Data extracted from a collection:
********************

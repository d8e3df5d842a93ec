//! Bot initialization and the command surface.

use teloxide::prelude::*;
use teloxide::utils::command::{BotCommands, ParseError};

use crate::core::config;

// /start arrives with a deep-link payload or bare; both must parse.
fn parse_payload(input: String) -> Result<(String,), ParseError> {
    Ok((input,))
}

/// Bot commands enum with descriptions
#[derive(BotCommands, Clone, Debug)]
#[command(rename_rule = "lowercase", description = "Available commands:")]
pub enum Command {
    #[command(description = "open a folder link", parse_with = parse_payload)]
    Start(String),
    #[command(description = "show help")]
    Help,
    #[command(description = "cancel an in-progress delivery")]
    Cancel,
}

/// Create the Bot from the configured token.
pub fn create_bot() -> Bot {
    Bot::new(config::BOT_TOKEN.clone())
}

/// Register the command list in the Telegram UI. Failures are logged and
/// ignored; the bot works without the menu.
pub async fn setup_bot_commands(bot: &Bot) {
    use teloxide::types::BotCommand;

    let result = bot
        .set_my_commands(vec![
            BotCommand::new("start", "open a folder link"),
            BotCommand::new("help", "show help"),
            BotCommand::new("cancel", "cancel an in-progress delivery"),
        ])
        .await;

    if let Err(e) = result {
        log::warn!("Failed to set bot commands: {}", e);
    }
}
//! Logging initialization (console + file)

use anyhow::Result;
use simplelog::{ColorChoice, CombinedLogger, Config, LevelFilter, TermLogger, TerminalMode, WriteLogger};
use std::fs::File;

/// Initialize logger for both console and file output
///
/// # Arguments
/// * `log_file_path` - Path to the log file
///
/// # Returns
/// * `Ok(())` - Logger initialized successfully
/// * `Err(anyhow::Error)` - Failed to initialize logger
pub fn init_logger(log_file_path: &str) -> Result<()> {
    let log_file = File::create(log_file_path).map_err(|e| anyhow::anyhow!("Failed to create log file: {}", e))?;

    CombinedLogger::init(vec![
        TermLogger::new(
            LevelFilter::Info,
            Config::default(),
            TerminalMode::Mixed,
            ColorChoice::Auto,
        ),
        WriteLogger::new(LevelFilter::Info, Config::default(), log_file),
    ])
    .map_err(|e| anyhow::anyhow!("Failed to initialize logger: {}", e))?;

    Ok(())
}
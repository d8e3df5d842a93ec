use r2d2::{Pool, PooledConnection};
use r2d2_sqlite::SqliteConnectionManager;
use rusqlite::Result;

pub type DbPool = Pool<SqliteConnectionManager>;
pub type DbConnection = PooledConnection<SqliteConnectionManager>;

/// Create a new database connection pool
///
/// Initializes a connection pool with up to 10 connections and ensures the
/// schema exists on the first connection.
///
/// # Arguments
///
/// * `database_path` - Path to SQLite database file
pub fn create_pool(database_path: &str) -> Result<DbPool, r2d2::Error> {
    let manager = SqliteConnectionManager::file(database_path);
    build_pool(manager)
}

/// Create an in-memory pool sharing one database across connections.
///
/// Used by tests; `cache=shared` keeps every pooled connection on the same
/// in-memory database so concurrent redemption attempts actually contend.
/// Each call gets its own named database, so pools built in parallel tests
/// never see each other's rows.
pub fn create_memory_pool() -> Result<DbPool, r2d2::Error> {
    let uri = format!("file:memdb-{}?mode=memory&cache=shared", uuid::Uuid::new_v4());
    let manager = SqliteConnectionManager::file(uri).with_flags(
        rusqlite::OpenFlags::SQLITE_OPEN_READ_WRITE
            | rusqlite::OpenFlags::SQLITE_OPEN_CREATE
            | rusqlite::OpenFlags::SQLITE_OPEN_URI,
    );
    build_pool(manager)
}

fn build_pool(manager: SqliteConnectionManager) -> Result<DbPool, r2d2::Error> {
    let pool = Pool::builder()
        .max_size(10) // Maximum 10 connections in the pool
        .build(manager)?;

    let conn = pool.get()?;
    if let Err(e) = init_schema(&conn) {
        log::warn!("Failed to initialize schema: {}", e);
    }

    Ok(pool)
}

/// Get a connection from the pool
///
/// The connection is automatically returned to the pool when dropped.
pub fn get_connection(pool: &DbPool) -> Result<DbConnection, r2d2::Error> {
    pool.get()
}

/// Create every table and index the bot relies on.
///
/// All statements are `IF NOT EXISTS`, so this is safe to run on every
/// startup against an existing database.
fn init_schema(conn: &rusqlite::Connection) -> Result<()> {
    conn.execute_batch(
        "CREATE TABLE IF NOT EXISTS folders (
            id                  INTEGER PRIMARY KEY AUTOINCREMENT,
            name                TEXT UNIQUE,
            created_at          TEXT,
            forwardable         INTEGER DEFAULT 1,
            auto_delete_minutes INTEGER,
            password            TEXT,
            note                TEXT,
            pinned              INTEGER DEFAULT 0,
            is_secret           INTEGER DEFAULT 0,
            secret_code         TEXT,
            otp_required        INTEGER DEFAULT 0,
            otp_expiry_minutes  INTEGER
        );

        CREATE TABLE IF NOT EXISTS files (
            id           INTEGER PRIMARY KEY AUTOINCREMENT,
            folder_id    INTEGER,
            file_id      TEXT,
            file_type    TEXT,
            file_size    INTEGER,
            uploaded_at  TEXT,
            text_content TEXT
        );

        CREATE TABLE IF NOT EXISTS links (
            id           INTEGER PRIMARY KEY AUTOINCREMENT,
            folder_id    INTEGER,
            token        TEXT UNIQUE,
            expiry       TEXT,
            revoked      INTEGER DEFAULT 0,
            created_at   TEXT,
            access_count INTEGER DEFAULT 0,
            single_use   INTEGER DEFAULT 0,
            used_by      INTEGER,
            used_at      TEXT
        );

        CREATE TABLE IF NOT EXISTS logs (
            id          INTEGER PRIMARY KEY AUTOINCREMENT,
            user_id     INTEGER,
            username    TEXT,
            folder_id   INTEGER,
            accessed_at TEXT
        );

        CREATE TABLE IF NOT EXISTS link_access_log (
            id          INTEGER PRIMARY KEY AUTOINCREMENT,
            link_id     INTEGER,
            folder_id   INTEGER,
            user_id     INTEGER,
            username    TEXT,
            accessed_at TEXT
        );

        CREATE TABLE IF NOT EXISTS folder_otps (
            id         INTEGER PRIMARY KEY AUTOINCREMENT,
            folder_id  INTEGER,
            user_id    INTEGER,
            code       TEXT,
            created_at TEXT,
            expires_at TEXT,
            status     TEXT DEFAULT 'pending'
        );

        CREATE TABLE IF NOT EXISTS admins (
            id             INTEGER PRIMARY KEY AUTOINCREMENT,
            user_id        INTEGER UNIQUE,
            username       TEXT,
            added_by       INTEGER,
            added_at       TEXT,
            is_super_admin INTEGER DEFAULT 0
        );

        CREATE TABLE IF NOT EXISTS subscribers (
            id            INTEGER PRIMARY KEY AUTOINCREMENT,
            user_id       INTEGER UNIQUE,
            username      TEXT,
            first_name    TEXT,
            subscribed_at TEXT,
            last_active   TEXT,
            banned        INTEGER DEFAULT 0,
            ban_reason    TEXT
        );

        CREATE TABLE IF NOT EXISTS trending (
            id         INTEGER PRIMARY KEY AUTOINCREMENT,
            folder_id  INTEGER,
            label      TEXT,
            added_by   INTEGER,
            added_at   TEXT,
            expires_at TEXT,
            sort_order INTEGER DEFAULT 0
        );

        CREATE TABLE IF NOT EXISTS polls (
            id          INTEGER PRIMARY KEY AUTOINCREMENT,
            question    TEXT,
            option_a    TEXT,
            option_b    TEXT,
            option_c    TEXT,
            option_d    TEXT,
            created_by  INTEGER,
            created_at  TEXT,
            closes_at   TEXT,
            status      TEXT DEFAULT 'open',
            result_sent INTEGER DEFAULT 0
        );

        CREATE TABLE IF NOT EXISTS poll_votes (
            id       INTEGER PRIMARY KEY AUTOINCREMENT,
            poll_id  INTEGER,
            user_id  INTEGER,
            choice   TEXT,
            voted_at TEXT,
            UNIQUE(poll_id, user_id)
        );

        CREATE TABLE IF NOT EXISTS quotes (
            id        INTEGER PRIMARY KEY AUTOINCREMENT,
            text      TEXT,
            author    TEXT,
            added_by  INTEGER,
            added_at  TEXT,
            last_sent TEXT
        );

        CREATE INDEX IF NOT EXISTS idx_folder_name     ON folders(name);
        CREATE INDEX IF NOT EXISTS idx_link_token      ON links(token);
        CREATE INDEX IF NOT EXISTS idx_logs_folder     ON logs(folder_id);
        CREATE INDEX IF NOT EXISTS idx_link_access     ON link_access_log(link_id);
        CREATE INDEX IF NOT EXISTS idx_admin_user      ON admins(user_id);
        CREATE INDEX IF NOT EXISTS idx_subscriber_user ON subscribers(user_id);
        CREATE INDEX IF NOT EXISTS idx_trending        ON trending(folder_id);
        CREATE INDEX IF NOT EXISTS idx_poll_votes      ON poll_votes(poll_id, user_id);
        CREATE INDEX IF NOT EXISTS idx_quotes          ON quotes(last_sent);
        CREATE INDEX IF NOT EXISTS idx_folder_otps     ON folder_otps(folder_id, user_id);",
    )?;

    Ok(())
}
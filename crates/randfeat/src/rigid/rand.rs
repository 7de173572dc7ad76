//! Random rigid transforms for tests, benches, and the CLI.
//!
//! Model
//! - Rotations are uniform on SO(3): normalize a 4D standard Gaussian into a
//!   unit quaternion (rejecting near-zero draws) and take its matrix.
//! - Translations are i.i.d. `N(0, translation_std²)` per coordinate.
//! - Batch elements are drawn in row-major order of the batch shape, so a
//!   fixed RNG state always yields the same tensor.

use nalgebra::{Quaternion, UnitQuaternion};
use rand::rngs::StdRng;
use rand::{Rng, SeedableRng};
use rand_distr::StandardNormal;

use super::RigidTransform;
use crate::batch::unflatten;
use crate::error::EmbedError;

/// Sampler configuration.
#[derive(Clone, Copy, Debug, PartialEq)]
pub struct RigidSampleCfg {
    /// Standard deviation of each translation coordinate; 0 gives pure rotations.
    pub translation_std: f64,
}

impl Default for RigidSampleCfg {
    fn default() -> Self {
        Self {
            translation_std: 1.0,
        }
    }
}

impl RigidSampleCfg {
    pub fn validate(&self) -> Result<(), EmbedError> {
        if !self.translation_std.is_finite() || self.translation_std < 0.0 {
            return Err(EmbedError::invalid(
                "translation_std must be finite and >= 0",
            ));
        }
        Ok(())
    }
}

/// `(seed, index)` address of one reproducible draw.
///
/// Different indices under the same seed key independent ChaCha streams, so a
/// run can replay any single draw without replaying the ones before it.
#[derive(Clone, Copy, Debug, PartialEq, Eq)]
pub struct ReplayToken {
    pub seed: u64,
    pub index: u64,
}

impl ReplayToken {
    /// Deterministic RNG keyed by this token.
    pub fn rng(self) -> StdRng {
        let mut key = <StdRng as SeedableRng>::Seed::default();
        key[..8].copy_from_slice(&self.seed.to_le_bytes());
        key[8..16].copy_from_slice(&self.index.to_le_bytes());
        key[16..24].copy_from_slice(b"rigid-tf");
        StdRng::from_seed(key)
    }
}

/// Draw a batch of random rigid transforms with batch shape `batch`.
pub fn draw_rigid<R: Rng>(
    cfg: RigidSampleCfg,
    batch: &[usize],
    rng: &mut R,
) -> Result<RigidTransform, EmbedError> {
    cfg.validate()?;
    let len: usize = batch.iter().product();
    let mut rot = vec![0.0; 9 * len];
    let mut trans = vec![0.0; 3 * len];
    for b in 0..len {
        let m = sample_rotation(rng);
        for r in 0..3 {
            for c in 0..3 {
                rot[(r * 3 + c) * len + b] = m[(r, c)];
            }
        }
        for r in 0..3 {
            let z: f64 = rng.sample(StandardNormal);
            trans[r * len + b] = cfg.translation_std * z;
        }
    }
    let rotation = unflatten(&[3, 3], batch, rot)?;
    let translation = unflatten(&[3, 1], batch, trans)?;
    RigidTransform::new(rotation, translation)
}

/// Replayable variant of `draw_rigid`.
pub fn draw_rigid_replay(
    cfg: RigidSampleCfg,
    batch: &[usize],
    tok: ReplayToken,
) -> Result<RigidTransform, EmbedError> {
    let mut rng = tok.rng();
    draw_rigid(cfg, batch, &mut rng)
}

fn sample_rotation<R: Rng>(rng: &mut R) -> nalgebra::Matrix3<f64> {
    loop {
        let q = Quaternion::<f64>::new(
            rng.sample(StandardNormal),
            rng.sample(StandardNormal),
            rng.sample(StandardNormal),
            rng.sample(StandardNormal),
        );
        if let Some(u) = UnitQuaternion::try_new(q, 1e-12) {
            return u.to_rotation_matrix().into_inner();
        }
    }
}
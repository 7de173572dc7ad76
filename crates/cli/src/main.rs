use anyhow::Result;
use clap::{Parser, Subcommand};
use randfeat::DEFAULT_PAIR_AXIS;
use tracing_subscriber::fmt::SubscriberBuilder;

mod provenance;
mod run;

use run::{EmbedArgs, Mode};

#[derive(Parser)]
#[command(name = "cli")]
#[command(about = "Random feature embedding runner")]
struct Cmd {
    /// Log library debug events (construction, graph gathers)
    #[arg(long, global = true)]
    verbose: bool,

    #[command(subcommand)]
    action: Action,
}

#[derive(Subcommand)]
enum Action {
    /// Embed random rigid transforms and write the tensor as JSON
    Embed {
        #[arg(long, value_enum, default_value_t = Mode::Aligned)]
        mode: Mode,
        #[arg(long, default_value_t = 16)]
        dim: usize,
        #[arg(long, default_value_t = 1.0)]
        sigma: f64,
        /// Batch shape of the first transform set, comma separated
        #[arg(long, value_delimiter = ',', default_value = "4")]
        batch: Vec<usize>,
        /// Batch shape of the second set (aligned/pairwise); defaults to reusing the first set
        #[arg(long, value_delimiter = ',')]
        batch2: Option<Vec<usize>>,
        #[arg(long, default_value_t = DEFAULT_PAIR_AXIS)]
        axis: usize,
        /// Edge probability for the random graph in graph mode
        #[arg(long, default_value_t = 1.0)]
        edge_prob: f64,
        #[arg(long, default_value_t = 0)]
        seed: u64,
        #[arg(long)]
        out: String,
    },
    /// Print a small provenance JSON block
    Report,
}

fn main() -> Result<()> {
    let cmd = Cmd::parse();
    let level = if cmd.verbose {
        tracing::Level::DEBUG
    } else {
        tracing::Level::INFO
    };
    SubscriberBuilder::default()
        .with_target(false)
        .with_max_level(level)
        .init();
    match cmd.action {
        Action::Embed {
            mode,
            dim,
            sigma,
            batch,
            batch2,
            axis,
            edge_prob,
            seed,
            out,
        } => {
            let args = EmbedArgs {
                mode,
                dim,
                sigma,
                batch,
                batch2,
                axis,
                edge_prob,
                seed,
            };
            run::embed_to_file(&args, &out).map(|_| ())
        }
        Action::Report => report(),
    }
}

fn report() -> Result<()> {
    let obj = serde_json::json!({
        "code_rev": provenance::current_git_rev(),
        "randfeat_version": randfeat::VERSION,
        "params": {},
        "outputs": []
    });
    println!("{}", serde_json::to_string_pretty(&obj)?);
    Ok(())
}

********************

> YOUR GOAL: When a line in the data holds the word "quotes", show that line.

> RESULT BELOW:
        CREATE TABLE IF NOT EXISTS quotes (
        CREATE INDEX IF NOT EXISTS idx_quotes          ON quotes(last_sent);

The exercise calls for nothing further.